- _Data for this task_
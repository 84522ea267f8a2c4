//! Route definitions for the `/users` resource.

use axum::routing::get;
use axum::Router;

use crate::handlers::users;
use crate::state::AppState;

/// Routes mounted at `/users`.
///
/// ```text
/// GET    /me    -> me
/// GET    /      -> list (admin only)
/// PUT    /{id}  -> update (self or admin)
/// DELETE /{id}  -> delete (self or admin)
/// ```
pub fn router() -> Router<AppState> {
    Router::new()
        .route("/me", get(users::me))
        .route("/", get(users::list))
        .route("/{id}", axum::routing::put(users::update).delete(users::delete))
}
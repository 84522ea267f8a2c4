use std::sync::Arc;

use crate::config::ServerConfig;
use crate::storage::ImageStore;

/// Shared application state available to all Axum handlers via `State<AppState>`.
///
/// This is cheaply cloneable (inner data is behind `Arc` or is already `Clone`).
#[derive(Clone)]
pub struct AppState {
    /// Database connection pool.
    pub pool: stroyka_db::DbPool,
    /// Server configuration (JWT secret, CORS origins, upload dir).
    pub config: Arc<ServerConfig>,
    /// Uploaded image storage rooted at the configured upload directory.
    pub images: Arc<ImageStore>,
}
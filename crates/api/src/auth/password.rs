//! Argon2id password hashing and verification.
//!
//! Hashes use the PHC string format so algorithm parameters and salt are
//! embedded in the stored value. Strength rules live in
//! `stroyka_core::credentials` and are enforced before hashing.

use argon2::password_hash::rand_core::OsRng;
use argon2::password_hash::{PasswordHash, PasswordHasher, PasswordVerifier, SaltString};
use argon2::Argon2;

/// Hash a plaintext password using Argon2id with a random salt.
pub fn hash_password(password: &str) -> Result<String, argon2::password_hash::Error> {
    let salt = SaltString::generate(&mut OsRng);
    let argon2 = Argon2::default(); // Argon2id with default params
    let hash = argon2.hash_password(password.as_bytes(), &salt)?;
    Ok(hash.to_string())
}

/// Verify a plaintext password against a stored PHC-formatted hash.
///
/// Returns `Ok(true)` if the password matches, `Ok(false)` if it does not.
pub fn verify_password(password: &str, hash: &str) -> Result<bool, argon2::password_hash::Error> {
    let parsed_hash = PasswordHash::new(hash)?;
    match Argon2::default().verify_password(password.as_bytes(), &parsed_hash) {
        Ok(()) => Ok(true),
        Err(argon2::password_hash::Error::Password) => Ok(false),
        Err(e) => Err(e),
    }
}

#[cfg(test)]
mod tests {
    use super::*;

    #[test]
    fn test_hash_and_verify() {
        let password = "stroyka2024";
        let hash = hash_password(password).expect("hashing should succeed");

        assert!(hash.starts_with("$argon2id$"));
        assert!(verify_password(password, &hash).expect("verify should succeed"));
    }

    #[test]
    fn test_wrong_password_fails() {
        let hash = hash_password("realpassword1").expect("hashing should succeed");
        let verified = verify_password("wrongpassword2", &hash).expect("verify should succeed");
        assert!(!verified);
    }
}
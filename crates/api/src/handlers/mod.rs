//! HTTP handlers, one module per resource.

pub mod attributes;
pub mod auth;
pub mod categories;
pub mod cities;
pub mod orders;
pub mod projects;
pub mod units;
pub mod users;

use axum::body::Bytes;
use axum::extract::Multipart;

use crate::error::{AppError, AppResult};

/// Read the first file field of a multipart body, returning the client
/// filename and the file bytes. Shared by every image upload endpoint.
pub(crate) async fn read_image_field(mut multipart: Multipart) -> AppResult<(String, Bytes)> {
    while let Some(field) = multipart
        .next_field()
        .await
        .map_err(|e| AppError::BadRequest(format!("Malformed multipart body: {e}")))?
    {
        let Some(name) = field.file_name().map(str::to_string) else {
            continue;
        };
        let bytes = field
            .bytes()
            .await
            .map_err(|e| AppError::BadRequest(format!("Failed to read upload: {e}")))?;
        return Ok((name, bytes));
    }
    Err(AppError::BadRequest("Missing image file field".into()))
}
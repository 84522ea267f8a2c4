//! Filesystem storage for uploaded images.
//!
//! Stored filenames are uuid-prefixed so repeated uploads of the same
//! client filename never collide; the stored name is what the database
//! keeps and what [`ImageStore::delete`] expects back.

use std::path::{Path, PathBuf};

use uuid::Uuid;

/// Saves and deletes uploaded image files under a root directory.
#[derive(Debug)]
pub struct ImageStore {
    root: PathBuf,
}

impl ImageStore {
    pub fn new(root: impl Into<PathBuf>) -> Self {
        ImageStore { root: root.into() }
    }

    /// Create the root directory if it does not exist yet.
    pub async fn ensure_root(&self) -> std::io::Result<()> {
        tokio::fs::create_dir_all(&self.root).await
    }

    /// Persist `bytes` under a uuid-prefixed variant of `original_name`,
    /// returning the stored filename.
    ///
    /// Only the final path component of `original_name` is used, so a
    /// hostile filename cannot escape the upload directory.
    pub async fn save(&self, original_name: &str, bytes: &[u8]) -> std::io::Result<String> {
        let base = Path::new(original_name)
            .file_name()
            .and_then(|n| n.to_str())
            .unwrap_or("upload");
        let stored_name = format!("{}_{base}", Uuid::new_v4());

        tokio::fs::write(self.root.join(&stored_name), bytes).await?;
        Ok(stored_name)
    }

    /// Remove a stored file. Missing files are not an error: rows may
    /// outlive files after a partial cleanup.
    pub async fn delete(&self, stored_name: &str) -> std::io::Result<()> {
        // Refuse anything that is not a bare filename.
        let name = Path::new(stored_name)
            .file_name()
            .and_then(|n| n.to_str())
            .unwrap_or_default();
        if name.is_empty() || name != stored_name {
            return Ok(());
        }

        match tokio::fs::remove_file(self.root.join(name)).await {
            Ok(()) => Ok(()),
            Err(e) if e.kind() == std::io::ErrorKind::NotFound => Ok(()),
            Err(e) => Err(e),
        }
    }
}

#[cfg(test)]
mod tests {
    use super::*;

    #[tokio::test]
    async fn test_save_and_delete_round_trip() {
        let dir = tempfile::tempdir().expect("tempdir");
        let store = ImageStore::new(dir.path());

        let stored = store
            .save("facade.jpg", b"jpeg-bytes")
            .await
            .expect("save should succeed");
        assert!(stored.ends_with("_facade.jpg"));
        assert!(dir.path().join(&stored).exists());

        store.delete(&stored).await.expect("delete should succeed");
        assert!(!dir.path().join(&stored).exists());
    }

    #[tokio::test]
    async fn test_save_strips_path_components() {
        let dir = tempfile::tempdir().expect("tempdir");
        let store = ImageStore::new(dir.path());

        let stored = store
            .save("../../etc/passwd", b"x")
            .await
            .expect("save should succeed");
        assert!(stored.ends_with("_passwd"));
        assert!(dir.path().join(&stored).exists());
    }

    #[tokio::test]
    async fn test_delete_missing_file_is_ok() {
        let dir = tempfile::tempdir().expect("tempdir");
        let store = ImageStore::new(dir.path());
        store
            .delete("never-stored.png")
            .await
            .expect("deleting a missing file should not fail");
    }

    #[tokio::test]
    async fn test_delete_ignores_path_traversal() {
        let dir = tempfile::tempdir().expect("tempdir");
        let store = ImageStore::new(dir.path());
        // Not a bare filename: silently ignored rather than resolved.
        store
            .delete("../outside.png")
            .await
            .expect("traversal names are ignored");
    }
}
use crate::types::DbId;

#[derive(Debug, thiserror::Error)]
pub enum CoreError {
    #[error("{entity} with id {id} not found")]
    NotFound { entity: &'static str, id: DbId },

    #[error("Validation failed: {0}")]
    Validation(String),

    #[error("Conflict: {0}")]
    Conflict(String),

    #[error("Unauthorized: {0}")]
    Unauthorized(String),

    #[error("Forbidden: {0}")]
    Forbidden(String),

    #[error("Internal error: {0}")]
    Internal(String),
}
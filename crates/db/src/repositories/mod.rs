//! Repository layer.
//!
//! Each repository is a zero-sized struct providing async CRUD methods
//! that accept `&PgPool` as the first argument. List methods take a typed
//! filter struct whose supplied fields are ANDed into the WHERE clause.

pub mod attribute_repo;
pub mod category_repo;
pub mod city_repo;
pub mod order_repo;
pub mod project_attribute_repo;
pub mod project_image_repo;
pub mod project_repo;
pub mod session_repo;
pub mod unit_repo;
pub mod user_repo;

pub use attribute_repo::AttributeRepo;
pub use category_repo::CategoryRepo;
pub use city_repo::CityRepo;
pub use order_repo::OrderRepo;
pub use project_attribute_repo::ProjectAttributeRepo;
pub use project_image_repo::ProjectImageRepo;
pub use project_repo::ProjectRepo;
pub use session_repo::SessionRepo;
pub use unit_repo::UnitRepo;
pub use user_repo::UserRepo;
//! Framework-free domain types and business rules for the stroyka backend.
//!
//! Everything here is usable without a database or HTTP stack: the error
//! taxonomy, role constants, credential validation, and the order status
//! workflow (transition date-stamping and update validation).

pub mod credentials;
pub mod error;
pub mod order;
pub mod roles;
pub mod types;
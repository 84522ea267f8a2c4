//! Repository for the `cities` table.

use sqlx::PgPool;
use stroyka_core::types::DbId;

use crate::models::city::{City, CityFilter, CreateCity, UpdateCity};

/// Column list shared across queries to avoid repetition.
const COLUMNS: &str = "id, name, image, created_at, updated_at";

/// Provides CRUD operations for cities.
pub struct CityRepo;

impl CityRepo {
    /// Insert a new city, returning the created row.
    pub async fn create(pool: &PgPool, input: &CreateCity) -> Result<City, sqlx::Error> {
        let query = format!("INSERT INTO cities (name, image) VALUES ($1, $2) RETURNING {COLUMNS}");
        sqlx::query_as::<_, City>(&query)
            .bind(&input.name)
            .bind(&input.image)
            .fetch_one(pool)
            .await
    }

    /// Find a city by its internal ID.
    pub async fn find_by_id(pool: &PgPool, id: DbId) -> Result<Option<City>, sqlx::Error> {
        let query = format!("SELECT {COLUMNS} FROM cities WHERE id = $1");
        sqlx::query_as::<_, City>(&query)
            .bind(id)
            .fetch_optional(pool)
            .await
    }

    /// List cities matching every supplied filter criterion.
    pub async fn list(pool: &PgPool, filter: &CityFilter) -> Result<Vec<City>, sqlx::Error> {
        match &filter.name {
            Some(name) => {
                let query = format!("SELECT {COLUMNS} FROM cities WHERE name = $1 ORDER BY id");
                sqlx::query_as::<_, City>(&query)
                    .bind(name)
                    .fetch_all(pool)
                    .await
            }
            None => {
                let query = format!("SELECT {COLUMNS} FROM cities ORDER BY id");
                sqlx::query_as::<_, City>(&query).fetch_all(pool).await
            }
        }
    }

    /// Update a city. Only non-`None` fields in `input` are applied.
    ///
    /// Returns `None` if no row with the given `id` exists.
    pub async fn update(
        pool: &PgPool,
        id: DbId,
        input: &UpdateCity,
    ) -> Result<Option<City>, sqlx::Error> {
        let query = format!(
            "UPDATE cities SET
                name = COALESCE($2, name),
                image = COALESCE($3, image),
                updated_at = NOW()
             WHERE id = $1
             RETURNING {COLUMNS}"
        );
        sqlx::query_as::<_, City>(&query)
            .bind(id)
            .bind(&input.name)
            .bind(&input.image)
            .fetch_optional(pool)
            .await
    }

    /// Delete a city by ID. Returns `true` if a row was removed.
    pub async fn delete(pool: &PgPool, id: DbId) -> Result<bool, sqlx::Error> {
        let result = sqlx::query("DELETE FROM cities WHERE id = $1")
            .bind(id)
            .execute(pool)
            .await?;
        Ok(result.rows_affected() > 0)
    }
}
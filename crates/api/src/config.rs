use std::path::PathBuf;

use crate::auth::jwt::JwtConfig;

/// Server configuration loaded from environment variables.
///
/// All fields except the JWT secret have defaults suitable for local
/// development. In production, override via environment variables.
#[derive(Debug, Clone)]
pub struct ServerConfig {
    /// Bind address (default: `0.0.0.0`).
    pub host: String,
    /// Bind port (default: `3000`).
    pub port: u16,
    /// Allowed CORS origins, parsed from comma-separated `CORS_ORIGINS` env var.
    pub cors_origins: Vec<String>,
    /// HTTP request timeout in seconds (default: `30`).
    pub request_timeout_secs: u64,
    /// Directory where uploaded images are stored (default: `./uploads`).
    pub upload_dir: PathBuf,
    /// JWT token configuration (secret, expiry durations).
    pub jwt: JwtConfig,
}

impl ServerConfig {
    /// Load configuration from environment variables with defaults.
    ///
    /// | Env Var                | Default                    |
    /// |------------------------|----------------------------|
    /// | `HOST`                 | `0.0.0.0`                  |
    /// | `PORT`                 | `3000`                     |
    /// | `CORS_ORIGINS`         | `http://localhost:3000`    |
    /// | `REQUEST_TIMEOUT_SECS` | `30`                       |
    /// | `UPLOAD_DIR`           | `./uploads`                |
    pub fn from_env() -> Self {
        let host = std::env::var("HOST").unwrap_or_else(|_| "0.0.0.0".into());

        let port: u16 = std::env::var("PORT")
            .unwrap_or_else(|_| "3000".into())
            .parse()
            .expect("PORT must be a valid u16");

        let cors_origins: Vec<String> = std::env::var("CORS_ORIGINS")
            .unwrap_or_else(|_| "http://localhost:3000".into())
            .split(',')
            .map(|s| s.trim().to_string())
            .filter(|s| !s.is_empty())
            .collect();

        let request_timeout_secs: u64 = std::env::var("REQUEST_TIMEOUT_SECS")
            .unwrap_or_else(|_| "30".into())
            .parse()
            .expect("REQUEST_TIMEOUT_SECS must be a valid u64");

        let upload_dir =
            PathBuf::from(std::env::var("UPLOAD_DIR").unwrap_or_else(|_| "./uploads".into()));

        let jwt = JwtConfig::from_env();

        Self {
            host,
            port,
            cors_origins,
            request_timeout_secs,
            upload_dir,
            jwt,
        }
    }
}
//! Client-side routing.
//!
//! [`MemoryHistory`] is the session history (push, replace, popstate);
//! [`RoutePattern`] compiles `/product/:id` style patterns; [`Router`]
//! ties them to the component layer, mounting one page at a time into the
//! layout's outlet.

mod history;
mod pattern;
#[allow(clippy::module_inception)]
mod router;

pub use history::{Location, MemoryHistory};
pub use pattern::{Params, RoutePattern};
pub use router::{RouteChange, RouteMatch, Router, RouterBuilder, RouterState, WeakRouter, NOT_FOUND_PATTERN};
pub(crate) use router::join_base;

use thiserror::Error;

#[derive(Debug, Clone, PartialEq, Eq, Error)]
pub enum RouteError {
    #[error("invalid route pattern `{pattern}`: {reason}")]
    InvalidPattern { pattern: String, reason: String },
}
//! Application state shared across pages: the cart, the toast queue, the
//! listing filters and the storage they persist to.

mod cart;
mod search;
mod storage;
mod toast;

pub use cart::{decode as decode_cart, CartEntry, CartEvent, CartStore, CART_SCHEMA_VERSION};
pub use search::{PageLimit, SearchParams, SortOrder};
pub use storage::{FileStorage, MemoryStorage, Storage, StorageError};
pub use toast::{Toast, ToastEvent, ToastId, ToastKind, ToastQueue};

- _Exercise prompt_
Whenever a line of the records holds the string "routing", pick it out and copy it.

- _Output of the exercise_
use axum::routing::get;
        .route("/{id}", axum::routing::put(users::update).delete(users::delete))
//! Client-side routing.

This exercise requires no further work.